As we see, throughout this news bulletin the year-long rioting that has included hundreds of petrol bomb attacks, IED attacks, grenade attacks and shooting attacks as well as infiltration attempts was euphemistically portrayed (in line with BBC editorial policy from day one) as “protests” and “demonstrations”.
Knell’s portrayal of the March 22 incidents as a demonstration “against Israeli policies” clearly does not give audiences a clear understanding of what actually happened on that day.
“Several thousand Palestinians were protesting along the Gaza Strip border on Friday, throwing explosive devices and rocks at soldiers who were responding with tear gas and occasional live fire. Palestinians said two people were killed.
Also Friday, a balloon carrying an incendiary device launched from Gaza set a blaze between homes in the nearby Israeli kibbutz of Nir Am. The fire was extinguished and there were no reports of injuries. Another blaze was started near Kibbutz Be’eri.

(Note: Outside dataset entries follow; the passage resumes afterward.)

//! Server-side login sessions and the cookie that names them.

use std::collections::HashMap;
use std::sync::Mutex;

use axum::extract::FromRequestParts;
use axum::http::HeaderMap;
use axum::http::header::COOKIE;
use axum::http::request::Parts;
use axum::response::Redirect;
use chrono::{DateTime, Duration, Utc};
use uuid::Uuid;

use mindful_store::User;

use crate::app::AppState;

/// Ten years; keeps the expiry arithmetic in range.
const MAX_TTL_MINUTES: u64 = 10 * 365 * 24 * 60;

#[derive(Debug, Clone, PartialEq, Eq)]
pub struct Session {
    pub user_id: String,
    pub username: String,
    pub expires_at: DateTime<Utc>,
}

/// In-memory token → session map.  Sessions slide: every successful lookup
/// pushes the expiry out by the TTL.  Restarting the server logs everyone out.
pub struct SessionStore {
    ttl: Duration,
    sessions: Mutex<HashMap<String, Session>>,
}

impl SessionStore {
    pub fn new(ttl_minutes: u64) -> Self {
        Self {
            ttl: Duration::minutes(ttl_minutes.min(MAX_TTL_MINUTES) as i64),
            sessions: Mutex::new(HashMap::new()),
        }
    }

    /// Start a session for `user`; returns the opaque token for the cookie.
    pub fn create(&self, user: &User) -> String {
        let token = Uuid::new_v4().to_string();
        let session = Session {
            user_id: user.id.clone(),
            username: user.username.clone(),
            expires_at: Utc::now() + self.ttl,
        };
        self.lock().insert(token.clone(), session);
        token
    }

    pub fn get(&self, token: &str) -> Option<Session> {
        self.get_at(token, Utc::now())
    }

    fn get_at(&self, token: &str, now: DateTime<Utc>) -> Option<Session> {
        let mut sessions = self.lock();
        sessions.retain(|_, session| session.expires_at > now);
        let session = sessions.get_mut(token)?;
        session.expires_at = now + self.ttl;
        Some(session.clone())
    }

    pub fn remove(&self, token: &str) -> bool {
        self.lock().remove(token).is_some()
    }

    pub fn ttl_secs(&self) -> i64 {
        self.ttl.num_seconds()
    }

    pub fn len(&self) -> usize {
        self.lock().len()
    }

    fn lock(&self) -> std::sync::MutexGuard<'_, HashMap<String, Session>> {
        self.sessions.lock().unwrap_or_else(|poisoned| poisoned.into_inner())
    }
}

/// Value of the cookie called `name`, if the request carries one.
pub fn cookie_value(headers: &HeaderMap, name: &str) -> Option<String> {
    headers
        .get_all(COOKIE)
        .iter()
        .filter_map(|header| header.to_str().ok())
        .flat_map(|header| header.split(';'))
        .filter_map(|pair| pair.trim().split_once('='))
        .find(|(key, _)| *key == name)
        .map(|(_, value)| value.trim().to_string())
        .filter(|value| !value.is_empty())
}

pub fn session_cookie(name: &str, token: &str, max_age_secs: i64, secure: bool) -> String {
    let secure = if secure { "; Secure" } else { "" };
    format!("{name}={token}; Path=/; HttpOnly; SameSite=Lax; Max-Age={max_age_secs}{secure}")
}

pub fn expired_cookie(name: &str, secure: bool) -> String {
    session_cookie(name, "", 0, secure)
}

/// The logged-in user of a request.  Extraction fails with a redirect to the
/// login page, so gated handlers simply take this as an argument.
#[derive(Debug, Clone)]
pub struct CurrentUser {
    pub user_id: String,
    pub username: String,
    pub token: String,
}

impl FromRequestParts<AppState> for CurrentUser {
    type Rejection = Redirect;

    async fn from_request_parts(
        parts: &mut Parts,
        state: &AppState,
    ) -> Result<Self, Self::Rejection> {
        let cookie_name = &state.runtime.config.server.session_cookie;
        let token = cookie_value(&parts.headers, cookie_name).ok_or(Redirect::to("/login"))?;
        let session = state.sessions.get(&token).ok_or(Redirect::to("/login"))?;
        Ok(Self {
            user_id: session.user_id,
            username: session.username,
            token,
        })
    }
}
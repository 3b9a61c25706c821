//! Embedded document store for accounts and the chat log, backed by [`redb`].
//!
//! # Tables
//!
//! | Name         | Key                   | Value                    |
//! |--------------|-----------------------|--------------------------|
//! | `users`      | user id (UUID string) | JSON [`User`]            |
//! | `usernames`  | username              | user id                  |
//! | `chat_turns` | `(user id, seq)`      | JSON [`ChatTurn`]        |
use std::path::{Path, PathBuf};
use std::sync::Arc;

use anyhow::{Context, Result};
use redb::{Database, TableDefinition};
use thiserror::Error;

pub mod chat_log;
pub mod users;

pub use chat_log::{ChatLog, ChatTurn, HistoryEntry};
pub use users::{User, UserStore};

pub(crate) const USERS_TABLE: TableDefinition<&str, &[u8]> = TableDefinition::new("users");
pub(crate) const USERNAMES_TABLE: TableDefinition<&str, &str> = TableDefinition::new("usernames");
pub(crate) const CHAT_TURNS_TABLE: TableDefinition<(&str, u64), &[u8]> =
    TableDefinition::new("chat_turns");

#[derive(Debug, Error, PartialEq, Eq)]
pub enum StoreError {
    #[error("username {0:?} already exists")]
    UsernameTaken(String),
}

#[derive(Clone)]
pub struct Store {
    db: Arc<Database>,
    path: PathBuf,
}

impl Store {
    /// Open or create the database file at `path`, creating every table.
    pub fn open(path: impl AsRef<Path>) -> Result<Self> {
        let path = path.as_ref().to_path_buf();
        if let Some(parent) = path.parent() {
            std::fs::create_dir_all(parent)?;
        }
        let db = Database::create(&path)
            .with_context(|| format!("opening redb store at {}", path.display()))?;

        {
            let tx = db.begin_write()?;
            tx.open_table(USERS_TABLE)?;
            tx.open_table(USERNAMES_TABLE)?;
            tx.open_table(CHAT_TURNS_TABLE)?;
            tx.commit()?;
        }
        tracing::debug!(path = %path.display(), "document store opened");

        Ok(Self {
            db: Arc::new(db),
            path,
        })
    }

    pub fn users(&self) -> UserStore {
        UserStore::new(self.db.clone())
    }

    pub fn chat_log(&self) -> ChatLog {
        ChatLog::new(self.db.clone())
    }

    pub fn path(&self) -> &Path {
        &self.path
    }
}
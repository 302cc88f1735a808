//! CLI command implementations

pub mod cache;
pub mod config;
pub mod request;

pub use cache::execute as cache;
pub use config::execute as config;
pub use request::{delete, find, get, post, put};
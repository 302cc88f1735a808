//! Scripted collaborators for unit tests

use crate::error::{RestifyError, RestifyResult};
use crate::response::{CacheEntry, Response};
use crate::storage::Storage;
use crate::transport::{Method, Transport};
use async_trait::async_trait;
use serde_json::Value;
use std::collections::VecDeque;
use std::sync::atomic::{AtomicUsize, Ordering};
use std::sync::Mutex;

/// One recorded transport call
#[derive(Debug, Clone, PartialEq)]
pub struct Call {
    pub method: Method,
    pub url: String,
    pub payload: Option<Value>,
}

/// Transport that replays queued results and records every call
#[derive(Default)]
pub struct ScriptedTransport {
    queue: Mutex<VecDeque<RestifyResult<Response>>>,
    calls: Mutex<Vec<Call>>,
}

impl ScriptedTransport {
    pub fn new() -> Self {
        Self::default()
    }

    pub fn respond(&self, result: RestifyResult<Response>) {
        self.queue.lock().unwrap().push_back(result);
    }

    pub fn calls(&self) -> Vec<Call> {
        self.calls.lock().unwrap().clone()
    }
}

#[async_trait]
impl Transport for ScriptedTransport {
    async fn request(
        &self,
        method: Method,
        url: &str,
        payload: Option<&Value>,
    ) -> RestifyResult<Response> {
        self.calls.lock().unwrap().push(Call {
            method,
            url: url.to_string(),
            payload: payload.cloned(),
        });
        self.queue
            .lock()
            .unwrap()
            .pop_front()
            .unwrap_or_else(|| Ok(Response::new(Value::Null)))
    }
}

/// Transport that answers with the requested url after a few scheduler turns
#[derive(Default)]
pub struct EchoTransport {
    calls: AtomicUsize,
}

impl EchoTransport {
    pub fn calls(&self) -> usize {
        self.calls.load(Ordering::SeqCst)
    }
}

#[async_trait]
impl Transport for EchoTransport {
    async fn request(
        &self,
        _method: Method,
        url: &str,
        _payload: Option<&Value>,
    ) -> RestifyResult<Response> {
        self.calls.fetch_add(1, Ordering::SeqCst);
        for _ in 0..10 {
            tokio::task::yield_now().await;
        }
        Ok(Response::new(Value::String(url.to_string())))
    }
}

/// Storage whose every operation fails
pub struct FailingStorage;

#[async_trait]
impl Storage for FailingStorage {
    async fn get(&self, key: &str) -> RestifyResult<Option<CacheEntry>> {
        Err(RestifyError::storage(key, "disk unavailable"))
    }

    async fn set(&self, key: &str, _entry: &CacheEntry) -> RestifyResult<()> {
        Err(RestifyError::storage(key, "disk unavailable"))
    }

    async fn remove(&self, key: &str) -> RestifyResult<()> {
        Err(RestifyError::storage(key, "disk unavailable"))
    }

    async fn clear(&self) -> RestifyResult<()> {
        Err(RestifyError::storage("*", "disk unavailable"))
    }

    fn backend_name(&self) -> &'static str {
        "failing"
    }
}
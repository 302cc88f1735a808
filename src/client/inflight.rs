//! Opt-in coalescing of concurrent fetches for the same key
//!
//! The first caller for a key (the leader) starts the transport call and
//! publishes it as a shared future. Callers arriving while it is pending
//! await the same future instead of issuing their own request.

use crate::error::{RestifyError, RestifyResult};
use crate::response::Response;
use futures_util::future::{BoxFuture, FutureExt, Shared};
use std::collections::HashMap;
use std::sync::{Arc, Mutex, MutexGuard};
use tracing::debug;

type SharedFetch = Shared<BoxFuture<'static, Result<Response, Arc<RestifyError>>>>;

/// Registry of pending fetches keyed by resolved cache key
#[derive(Default)]
pub struct InFlight {
    pending: Mutex<HashMap<String, SharedFetch>>,
}

impl InFlight {
    pub fn new() -> Self {
        Self::default()
    }

    /// Number of fetches currently pending
    pub fn len(&self) -> usize {
        self.lock().len()
    }

    pub fn is_empty(&self) -> bool {
        self.lock().is_empty()
    }

    /// Join the pending fetch for `key`, or start one with `start`
    pub async fn fetch<F>(&self, key: &str, start: F) -> RestifyResult<Response>
    where
        F: FnOnce() -> BoxFuture<'static, RestifyResult<Response>>,
    {
        let (shared, leader) = {
            let mut pending = self.lock();
            match pending.get(key) {
                Some(existing) => {
                    debug!("Joining in-flight fetch for {}", key);
                    (existing.clone(), false)
                }
                None => {
                    let fetch = start().map(|result| result.map_err(Arc::new)).boxed().shared();
                    pending.insert(key.to_string(), fetch.clone());
                    (fetch, true)
                }
            }
        };

        let result = shared.await;

        if leader {
            self.lock().remove(key);
        }

        result.map_err(|e| {
            if leader {
                Arc::try_unwrap(e)
                    .unwrap_or_else(|shared| RestifyError::Coalesced(shared.to_string()))
            } else {
                RestifyError::Coalesced(e.to_string())
            }
        })
    }

    fn lock(&self) -> MutexGuard<'_, HashMap<String, SharedFetch>> {
        self.pending.lock().unwrap_or_else(|poisoned| poisoned.into_inner())
    }
}
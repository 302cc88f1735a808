//! Terminal output helpers for the CLI
//!
//! Styled with `console` on a terminal; plain bracketed prefixes when
//! output is piped or running in CI.

mod context;
mod output;

pub use context::UiContext;
pub use output::{key_value, remark, step_error_detail, step_ok, step_ok_detail, step_warn_hint};
//! Response envelope and persisted cache entries
//!
//! The core only understands the `data` field of a response. Everything
//! else a transport attaches is carried along opaquely, except the
//! transport-internal fields listed in [`TRANSPORT_FIELDS`], which are
//! stripped before anything is persisted.

use serde::de::DeserializeOwned;
use serde::{Deserialize, Serialize};
use serde_json::{Map, Value};

use crate::error::RestifyResult;

/// Top-level fields a transport may attach that must never be persisted
pub const TRANSPORT_FIELDS: &[&str] = &["config", "request"];

/// Fields stripped from a nested `response` object before persistence
pub const NESTED_RESPONSE_FIELDS: &[&str] = &["config", "data", "request"];

/// A transport response: the `data` payload plus opaque transport fields
#[derive(Debug, Clone, Default, PartialEq, Serialize, Deserialize)]
pub struct Response {
    /// Response body
    #[serde(default)]
    pub data: Value,

    /// Anything else the transport attached (status, headers, ...)
    #[serde(flatten)]
    pub fields: Map<String, Value>,
}

impl Response {
    /// Create a response carrying only a payload
    pub fn new(data: Value) -> Self {
        Self {
            data,
            fields: Map::new(),
        }
    }

    /// Attach an opaque field
    pub fn with_field(mut self, name: impl Into<String>, value: Value) -> Self {
        self.fields.insert(name.into(), value);
        self
    }

    /// Look up an opaque field
    pub fn field(&self, name: &str) -> Option<&Value> {
        self.fields.get(name)
    }

    /// Whether the payload counts as empty
    pub fn is_empty(&self) -> bool {
        is_empty_payload(&self.data)
    }

    /// Deserialize the payload into a caller type
    pub fn data_as<T: DeserializeOwned>(&self) -> RestifyResult<T> {
        Ok(serde_json::from_value(self.data.clone())?)
    }

    /// Strip transport-internal fields
    pub fn sanitize(mut self) -> Self {
        for name in TRANSPORT_FIELDS {
            self.fields.remove(*name);
        }
        if let Some(Value::Object(nested)) = self.fields.get_mut("response") {
            for name in NESTED_RESPONSE_FIELDS {
                nested.remove(*name);
            }
        }
        self
    }
}

/// A persisted cache entry, replaced wholesale on every write
#[derive(Debug, Clone, PartialEq, Serialize, Deserialize)]
pub struct CacheEntry {
    /// Previously stored response body
    #[serde(default)]
    pub data: Value,

    /// Absolute expiry in whole seconds since the epoch (write time + TTL)
    #[serde(rename = "ttl")]
    pub expires_at: i64,

    /// Sanitized opaque fields stored alongside the payload
    #[serde(flatten)]
    pub fields: Map<String, Value>,
}

impl CacheEntry {
    /// Build an entry from an already sanitized response
    pub fn new(response: Response, expires_at: i64) -> Self {
        Self {
            data: response.data,
            expires_at,
            fields: response.fields,
        }
    }

    /// Whether the entry is still fresh at `now`
    pub fn is_fresh(&self, now: i64) -> bool {
        now < self.expires_at
    }

    /// Whether the stored payload is non-empty
    pub fn has_data(&self) -> bool {
        !is_empty_payload(&self.data)
    }

    /// View the entry as a response for emission
    pub fn to_response(&self) -> Response {
        Response {
            data: self.data.clone(),
            fields: self.fields.clone(),
        }
    }
}

/// Emptiness rule shared by the orchestrator and the reconciler.
///
/// `null`, `""`, `[]` and `{}` are empty. Numbers and booleans are values.
pub fn is_empty_payload(value: &Value) -> bool {
    match value {
        Value::Null => true,
        Value::String(s) => s.is_empty(),
        Value::Array(items) => items.is_empty(),
        Value::Object(map) => map.is_empty(),
        Value::Bool(_) | Value::Number(_) => false,
    }
}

In riots along the barrier, Palestinians tried to destroy the border fence in several places, but were pushed back by the IDF. The Hamas-run Gaza health ministry said two Palestinians, an 18-year-old and a 29-year-old, were killed by live fire and 55 wounded.”
For fifty-one weeks the BBC has been producing coverage of the ‘Great Return March’ rioting that has uniformly downplayed or erased the violent nature of the events and the role of terror groups in their organisation and execution has (until some recent but isolated clarification by Yolande Knell concerning Hamas’ involvement) been repeatedly ignored.
The BBC’s funding public has heard absolutely nothing about the airborne explosive devices employed in recent months or the night-time rioting organised by Hamas. Audiences have however heard and seen homogeneously uncritical promotion of the UNHRC commission’s report on a subject about which they have been serially under-informed.
That of course means that the BBC’s domestic audiences are – in contrast to the corporation’s public purpose obligations – not well placed to understand what their own foreign secretary means when he refers to “discrimination” and the intention of the UK to oppose Item 7 resolutions at the UNHRC.